• **About this exercise**
Your answer should be a single number: the count of lines in the entries below that contain "flatten".

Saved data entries
=====
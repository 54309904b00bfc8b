// Copyright 2025 the Understory Authors
// SPDX-License-Identifier: Apache-2.0 OR MIT

//! Tests for the `understory_sheet` crate.
//!
//! These drive a `SheetController` end to end through recording stand-ins
//! for the viewport observer, the swipe surface, and the scroll reset.

use std::cell::RefCell;
use std::rc::Rc;

use understory_sheet::{
    ControlMode, Extent, HeightListener, HeightObserver, Overflow, PointerEvents, PositionIndex,
    SheetConfig, SheetController, Subscription, SurfaceEvent, SurfaceFrame, SwipeSurface,
};

/// Viewport stand-in that reports its height on subscribe and on resize.
#[derive(Default)]
struct Viewport {
    height: f64,
    listeners: Rc<RefCell<Vec<Option<HeightListener>>>>,
}

impl Viewport {
    fn new(height: f64) -> Self {
        Self {
            height,
            ..Self::default()
        }
    }

    fn resize(&mut self, height: f64) {
        self.height = height;
        for listener in self.listeners.borrow_mut().iter_mut().flatten() {
            listener(height);
        }
    }

    fn active(&self) -> usize {
        self.listeners.borrow().iter().flatten().count()
    }
}

impl HeightObserver for Viewport {
    fn subscribe(&mut self, mut on_change: HeightListener) -> Subscription {
        on_change(self.height);
        let mut listeners = self.listeners.borrow_mut();
        let slot = listeners.len();
        listeners.push(Some(on_change));
        let listeners = Rc::downgrade(&self.listeners);
        Subscription::new(move || {
            if let Some(listeners) = listeners.upgrade() {
                listeners.borrow_mut()[slot] = None;
            }
        })
    }
}

#[derive(Default)]
struct Surface {
    frames: Vec<SurfaceFrame>,
    synced: Vec<PositionIndex>,
}

impl SwipeSurface for Surface {
    fn render(&mut self, frame: &SurfaceFrame) {
        self.frames.push(*frame);
    }

    fn set_index(&mut self, index: PositionIndex) {
        self.synced.push(index);
    }
}

fn change_log() -> (Rc<RefCell<Vec<bool>>>, impl FnMut(bool) + 'static) {
    let log = Rc::new(RefCell::new(Vec::new()));
    let sink = log.clone();
    (log, move |open| sink.borrow_mut().push(open))
}

#[test]
fn opening_without_sliver_enables_scroll_and_resets_on_settle() {
    let (log, sink) = change_log();
    let mut viewport = Viewport::new(800.0);
    let mut sheet: SheetController<u32> = SheetController::uncontrolled(false).with_on_change(sink);
    sheet.observe_viewport(&mut viewport);
    sheet.set_body_element(Some(7));

    let mut resets = Vec::new();
    let mut scroll = |body: Option<&u32>| resets.push(body.copied());

    sheet.handle_surface_event(SurfaceEvent::IndexChanged(PositionIndex::Open), &mut scroll);
    assert!(sheet.current_open());
    assert_eq!(*log.borrow(), vec![true]);
    assert_eq!(sheet.layout().body.overflow, Overflow::Auto);
    assert_eq!(sheet.geometry().max_content_height, 800.0);

    sheet.handle_surface_event(SurfaceEvent::TransitionEnd, &mut scroll);
    assert_eq!(resets, vec![Some(7)]);
}

#[test]
fn closing_with_sliver_resets_once() {
    let mut sheet: SheetController<u8> = SheetController::uncontrolled(true);
    sheet.set_config(
        SheetConfig::builder()
            .overflow_height(40.0)
            .margin_top(20.0)
            .scroll_top_at_close(true)
            .build(),
    );
    sheet.set_viewport_height(600.0);
    sheet.set_body_element(Some(0));

    let mut resets = 0;
    let mut scroll = |_: Option<&u8>| resets += 1;

    sheet.handle_surface_event(SurfaceEvent::IndexChanged(PositionIndex::Closed), &mut scroll);
    assert!(!sheet.geometry().shadows_hidden);
    let layout = sheet.layout();
    assert!(layout.container.shadow.is_some());
    assert!(layout.shadow_tip.is_some());
    assert_eq!(layout.body.max_height, 580.0);

    sheet.handle_surface_event(SurfaceEvent::TransitionEnd, &mut scroll);
    assert_eq!(resets, 1);
}

#[test]
fn full_screen_body_tracks_viewport() {
    let mut viewport = Viewport::new(500.0);
    let mut sheet: SheetController<()> = SheetController::controlled(true);
    sheet.set_config(
        SheetConfig::builder()
            .full_screen(true)
            .margin_top(50.0)
            .build(),
    );
    sheet.observe_viewport(&mut viewport);
    assert_eq!(sheet.layout().body.height, Extent::Fixed(450.0));

    viewport.resize(400.0);
    assert_eq!(sheet.layout().body.height, Extent::Fixed(350.0));
    assert_eq!(sheet.layout().body.max_height, 350.0);
    assert!(sheet.current_open());
}

#[test]
fn round_trip_without_sliver_resets_once_per_close() {
    let mut sheet: SheetController<()> = SheetController::uncontrolled(false);
    sheet.set_viewport_height(700.0);
    let mut resets = 0;
    let mut scroll = |_: Option<&()>| resets += 1;

    sheet.handle_surface_event(SurfaceEvent::IndexChanged(PositionIndex::Open), &mut scroll);
    sheet.handle_surface_event(SurfaceEvent::IndexChanged(PositionIndex::Closed), &mut scroll);
    sheet.handle_surface_event(SurfaceEvent::TransitionEnd, &mut scroll);

    assert_eq!(sheet.position_index(), PositionIndex::Closed);
    assert_eq!(resets, 1);
}

#[test]
fn repeated_settle_is_idempotent() {
    let (log, sink) = change_log();
    let mut sheet: SheetController<()> = SheetController::uncontrolled(false).with_on_change(sink);

    sheet.handle_index_change(PositionIndex::Closed);
    sheet.handle_index_change(PositionIndex::Closed);

    assert_eq!(*log.borrow(), vec![false, false]);
    assert!(!sheet.current_open());
}

#[test]
fn controlled_owner_drives_surface_index() {
    let (log, sink) = change_log();
    let mut surface = Surface::default();
    let mut sheet: SheetController<()> = SheetController::controlled(false).with_on_change(sink);
    assert_eq!(sheet.control_mode(), ControlMode::Controlled);

    // The user drags open: the owner hears about it, nothing else changes yet.
    sheet.handle_index_change(PositionIndex::Open);
    assert_eq!(*log.borrow(), vec![true]);
    sheet.render(&mut surface);
    assert_eq!(surface.frames[0].index, PositionIndex::Closed);

    // The owner catches up a render later.
    assert!(sheet.set_controlled_open(true, &mut surface));
    sheet.render(&mut surface);
    assert_eq!(surface.synced, vec![PositionIndex::Open]);
    assert_eq!(surface.frames[1].index, PositionIndex::Open);

    // The owner closes the sheet programmatically.
    assert!(sheet.set_controlled_open(false, &mut surface));
    assert_eq!(sheet.position_index(), PositionIndex::Closed);
    assert_eq!(*log.borrow(), vec![true]);
}

#[test]
fn overlay_passes_input_through_while_closed() {
    let mut surface = Surface::default();
    let mut sheet: SheetController<()> = SheetController::uncontrolled(false);
    sheet.set_viewport_height(640.0);

    let closed = sheet.render(&mut surface).overlay.unwrap();
    assert_eq!(closed.pointer_events, PointerEvents::None);
    assert_eq!(closed.opacity, 0.0);
    assert!(!sheet.handle_overlay_click());

    sheet.handle_index_change(PositionIndex::Open);
    let open = sheet.render(&mut surface).overlay.unwrap();
    assert_eq!(open.pointer_events, PointerEvents::Auto);
    assert_eq!(open.height, 640.0);
    assert!(sheet.handle_overlay_click());
    assert!(!sheet.current_open());
}

#[test]
fn dropping_controller_unsubscribes() {
    let mut viewport = Viewport::new(300.0);
    {
        let mut sheet: SheetController<()> = SheetController::uncontrolled(false);
        sheet.observe_viewport(&mut viewport);
        assert_eq!(sheet.viewport_height(), 300.0);
        assert_eq!(viewport.active(), 1);
    }
    assert_eq!(viewport.active(), 0);
    viewport.resize(320.0);
}

#[test]
fn resubscribing_releases_previous_subscription() {
    let mut first = Viewport::new(300.0);
    let mut second = Viewport::new(900.0);
    let mut sheet: SheetController<()> = SheetController::uncontrolled(false);

    sheet.observe_viewport(&mut first);
    sheet.observe_viewport(&mut second);
    assert_eq!(first.active(), 0);
    assert_eq!(second.active(), 1);

    first.resize(100.0);
    assert_eq!(sheet.viewport_height(), 900.0);

    sheet.stop_observing();
    assert_eq!(second.active(), 0);
}

#[test]
fn reported_heights_are_normalized() {
    let mut viewport = Viewport::new(-20.0);
    let mut sheet: SheetController<()> = SheetController::uncontrolled(true);
    sheet.observe_viewport(&mut viewport);
    assert_eq!(sheet.viewport_height(), 0.0);

    viewport.resize(f64::NAN);
    assert_eq!(sheet.viewport_height(), 0.0);

    viewport.resize(480.0);
    assert_eq!(sheet.geometry().max_content_height, 480.0);
}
=====
• **Task response**
2